'''

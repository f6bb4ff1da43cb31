//! Postgres-backed tests for the update repository.
//!
//! Skipped unless `RUN_DATABASE_TESTS=1`. Each test uses unique source links,
//! so the suite can run repeatedly against the same database.

use dropwatch_db::test_fixtures::{database_tests_enabled, sample_update, test_database_url};
use dropwatch_db::{
    Database, SaveOutcome, SimilaritySearch, UpdateRepository, Vector, UPDATES_TABLE,
};
use uuid::Uuid;

async fn setup_test_db() -> Option<Database> {
    let _ = dotenvy::dotenv();
    if !database_tests_enabled() {
        eprintln!("Skipping: set RUN_DATABASE_TESTS=1 to run database tests");
        return None;
    }
    let db = Database::connect(&test_database_url())
        .await
        .expect("Failed to connect to test database");
    db.migrate().await.expect("Failed to run migrations");
    Some(db)
}

fn unique_link() -> String {
    format!("https://t.me/c/999/{}", Uuid::new_v4().simple())
}

/// Unit vector along `axis` in 768 dimensions.
fn axis_vector(axis: usize) -> Vector {
    let mut v = vec![0.0f32; 768];
    v[axis % 768] = 1.0;
    Vector::from(v)
}

#[tokio::test]
async fn test_save_twice_reports_already_exists() {
    let Some(db) = setup_test_db().await else {
        return;
    };
    let link = unique_link();
    let update = sample_update(&link, "");

    let first = db.updates.save(&update).await.unwrap();
    assert!(matches!(first, SaveOutcome::Saved(_)));

    let second = db.updates.save(&update).await.unwrap();
    assert_eq!(second, SaveOutcome::AlreadyExists);

    assert_eq!(db.updates.count_for_link(&link).await.unwrap(), 1);
}

#[tokio::test]
async fn test_distinct_update_keys_share_a_link() {
    let Some(db) = setup_test_db().await else {
        return;
    };
    let link = unique_link();

    let a = db.updates.save(&sample_update(&link, "alpha|testnet")).await.unwrap();
    let b = db.updates.save(&sample_update(&link, "beta|airdrop")).await.unwrap();

    assert!(matches!(a, SaveOutcome::Saved(_)));
    assert!(matches!(b, SaveOutcome::Saved(_)));
    assert_eq!(db.updates.count_for_link(&link).await.unwrap(), 2);
}

#[tokio::test]
async fn test_find_similar_returns_saved_row() {
    let Some(db) = setup_test_db().await else {
        return;
    };
    let link = unique_link();
    let mut update = sample_update(&link, "");
    update.embedding = Some(axis_vector(17));

    let id = match db.updates.save(&update).await.unwrap() {
        SaveOutcome::Saved(id) => id,
        other => panic!("expected Saved, got {:?}", other),
    };

    let matches = db
        .updates
        .find_similar(&axis_vector(17), 0.99, 50, None)
        .await
        .unwrap();
    let hit = matches
        .iter()
        .find(|m| m.id == id)
        .expect("saved row should match its own vector");
    assert!((hit.similarity - 1.0).abs() < 1e-4);

    let excluded = db
        .updates
        .find_similar(&axis_vector(17), 0.99, 50, Some(id))
        .await
        .unwrap();
    assert!(excluded.iter().all(|m| m.id != id));
}

#[tokio::test]
async fn test_find_similar_respects_threshold() {
    let Some(db) = setup_test_db().await else {
        return;
    };
    let link = unique_link();
    let mut update = sample_update(&link, "");
    update.embedding = Some(axis_vector(301));
    let id = match db.updates.save(&update).await.unwrap() {
        SaveOutcome::Saved(id) => id,
        other => panic!("expected Saved, got {:?}", other),
    };

    // Orthogonal query: similarity 0.0
    let matches = db
        .updates
        .find_similar(&axis_vector(302), 0.5, 50, None)
        .await
        .unwrap();
    assert!(matches.iter().all(|m| m.id != id));
}

#[tokio::test]
async fn test_backfill_listing_and_set_embedding() {
    let Some(db) = setup_test_db().await else {
        return;
    };
    let project = format!("Backfill-{}", Uuid::new_v4().simple());
    let mut update = sample_update(&unique_link(), "");
    update.project_name = Some(project.clone());
    let id = match db.updates.save(&update).await.unwrap() {
        SaveOutcome::Saved(id) => id,
        other => panic!("expected Saved, got {:?}", other),
    };

    let missing = db
        .updates
        .list_missing_embeddings(Some(&project), None, 10)
        .await
        .unwrap();
    assert_eq!(missing.len(), 1);
    assert_eq!(missing[0].id, id);
    assert!(missing[0].embedding.is_none());

    // Keyset paging past the only row yields an empty page
    let after = db
        .updates
        .list_missing_embeddings(Some(&project), Some(id), 10)
        .await
        .unwrap();
    assert!(after.is_empty());

    db.updates.set_embedding(id, &axis_vector(5)).await.unwrap();
    let missing = db
        .updates
        .list_missing_embeddings(Some(&project), None, 10)
        .await
        .unwrap();
    assert!(missing.is_empty());
}

#[tokio::test]
async fn test_set_embedding_unknown_id_is_not_found() {
    let Some(db) = setup_test_db().await else {
        return;
    };
    let err = db
        .updates
        .set_embedding(Uuid::new_v4(), &axis_vector(1))
        .await
        .unwrap_err();
    assert!(matches!(err, dropwatch_db::Error::NotFound(_)));
}

#[tokio::test]
async fn test_table_constant_matches_schema() {
    let Some(db) = setup_test_db().await else {
        return;
    };
    let exists: bool = sqlx::query_scalar(
        "SELECT EXISTS (SELECT 1 FROM information_schema.tables WHERE table_name = $1)",
    )
    .bind(UPDATES_TABLE)
    .fetch_one(db.pool())
    .await
    .unwrap();
    assert!(exists);
}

'''

Please reproduce the entire listing. Keep it identical.

▶ SOLUTION TO THIS EXERCISE:
repository f6bb4ff1da43cb31
//! Postgres-backed tests for the update repository.
//!
//! Skipped unless `RUN_DATABASE_TESTS=1`. Each test uses unique source links,
//! so the suite can run repeatedly against the same database.

use dropwatch_db::test_fixtures::{database_tests_enabled, sample_update, test_database_url};
use dropwatch_db::{
    Database, SaveOutcome, SimilaritySearch, UpdateRepository, Vector, UPDATES_TABLE,
};
use uuid::Uuid;

async fn setup_test_db() -> Option<Database> {
    let _ = dotenvy::dotenv();
    if !database_tests_enabled() {
        eprintln!("Skipping: set RUN_DATABASE_TESTS=1 to run database tests");
        return None;
    }
    let db = Database::connect(&test_database_url())
        .await
        .expect("Failed to connect to test database");
    db.migrate().await.expect("Failed to run migrations");
    Some(db)
}

fn unique_link() -> String {
    format!("https://t.me/c/999/{}", Uuid::new_v4().simple())
}

/// Unit vector along `axis` in 768 dimensions.
fn axis_vector(axis: usize) -> Vector {
    let mut v = vec![0.0f32; 768];
    v[axis % 768] = 1.0;
    Vector::from(v)
}

#[tokio::test]
async fn test_save_twice_reports_already_exists() {
    let Some(db) = setup_test_db().await else {
        return;
    };
    let link = unique_link();
    let update = sample_update(&link, "");

    let first = db.updates.save(&update).await.unwrap();
    assert!(matches!(first, SaveOutcome::Saved(_)));

    let second = db.updates.save(&update).await.unwrap();
    assert_eq!(second, SaveOutcome::AlreadyExists);

    assert_eq!(db.updates.count_for_link(&link).await.unwrap(), 1);
}

#[tokio::test]
async fn test_distinct_update_keys_share_a_link() {
    let Some(db) = setup_test_db().await else {
        return;
    };
    let link = unique_link();

    let a = db.updates.save(&sample_update(&link, "alpha|testnet")).await.unwrap();
    let b = db.updates.save(&sample_update(&link, "beta|airdrop")).await.unwrap();

    assert!(matches!(a, SaveOutcome::Saved(_)));
    assert!(matches!(b, SaveOutcome::Saved(_)));
    assert_eq!(db.updates.count_for_link(&link).await.unwrap(), 2);
}

#[tokio::test]
async fn test_find_similar_returns_saved_row() {
    let Some(db) = setup_test_db().await else {
        return;
    };
    let link = unique_link();
    let mut update = sample_update(&link, "");
    update.embedding = Some(axis_vector(17));

    let id = match db.updates.save(&update).await.unwrap() {
        SaveOutcome::Saved(id) => id,
        other => panic!("expected Saved, got {:?}", other),
    };

    let matches = db
        .updates
        .find_similar(&axis_vector(17), 0.99, 50, None)
        .await
        .unwrap();
    let hit = matches
        .iter()
        .find(|m| m.id == id)
        .expect("saved row should match its own vector");
    assert!((hit.similarity - 1.0).abs() < 1e-4);

    let excluded = db
        .updates
        .find_similar(&axis_vector(17), 0.99, 50, Some(id))
        .await
        .unwrap();
    assert!(excluded.iter().all(|m| m.id != id));
}

#[tokio::test]
async fn test_find_similar_respects_threshold() {
    let Some(db) = setup_test_db().await else {
        return;
    };
    let link = unique_link();
    let mut update = sample_update(&link, "");
    update.embedding = Some(axis_vector(301));
    let id = match db.updates.save(&update).await.unwrap() {
        SaveOutcome::Saved(id) => id,
        other => panic!("expected Saved, got {:?}", other),
    };

    // Orthogonal query: similarity 0.0
    let matches = db
        .updates
        .find_similar(&axis_vector(302), 0.5, 50, None)
        .await
        .unwrap();
    assert!(matches.iter().all(|m| m.id != id));
}

#[tokio::test]
async fn test_backfill_listing_and_set_embedding() {
    let Some(db) = setup_test_db().await else {
        return;
    };
    let project = format!("Backfill-{}", Uuid::new_v4().simple());
    let mut update = sample_update(&unique_link(), "");
    update.project_name = Some(project.clone());
    let id = match db.updates.save(&update).await.unwrap() {
        SaveOutcome::Saved(id) => id,
        other => panic!("expected Saved, got {:?}", other),
    };

    let missing = db
        .updates
        .list_missing_embeddings(Some(&project), None, 10)
        .await
        .unwrap();
    assert_eq!(missing.len(), 1);
    assert_eq!(missing[0].id, id);
    assert!(missing[0].embedding.is_none());

    // Keyset paging past the only row yields an empty page
    let after = db
        .updates
        .list_missing_embeddings(Some(&project), Some(id), 10)
        .await
        .unwrap();
    assert!(after.is_empty());

    db.updates.set_embedding(id, &axis_vector(5)).await.unwrap();
    let missing = db
        .updates
        .list_missing_embeddings(Some(&project), None, 10)
        .await
        .unwrap();
    assert!(missing.is_empty());
}

#[tokio::test]
async fn test_set_embedding_unknown_id_is_not_found() {
    let Some(db) = setup_test_db().await else {
        return;
    };
    let err = db
        .updates
        .set_embedding(Uuid::new_v4(), &axis_vector(1))
        .await
        .unwrap_err();
    assert!(matches!(err, dropwatch_db::Error::NotFound(_)));
}

#[tokio::test]
async fn test_table_constant_matches_schema() {
    let Some(db) = setup_test_db().await else {
        return;
    };
    let exists: bool = sqlx::query_scalar(
        "SELECT EXISTS (SELECT 1 FROM information_schema.tables WHERE table_name = $1)",
    )
    .bind(UPDATES_TABLE)
    .fetch_one(db.pool())
    .await
    .unwrap();
    assert!(exists);
}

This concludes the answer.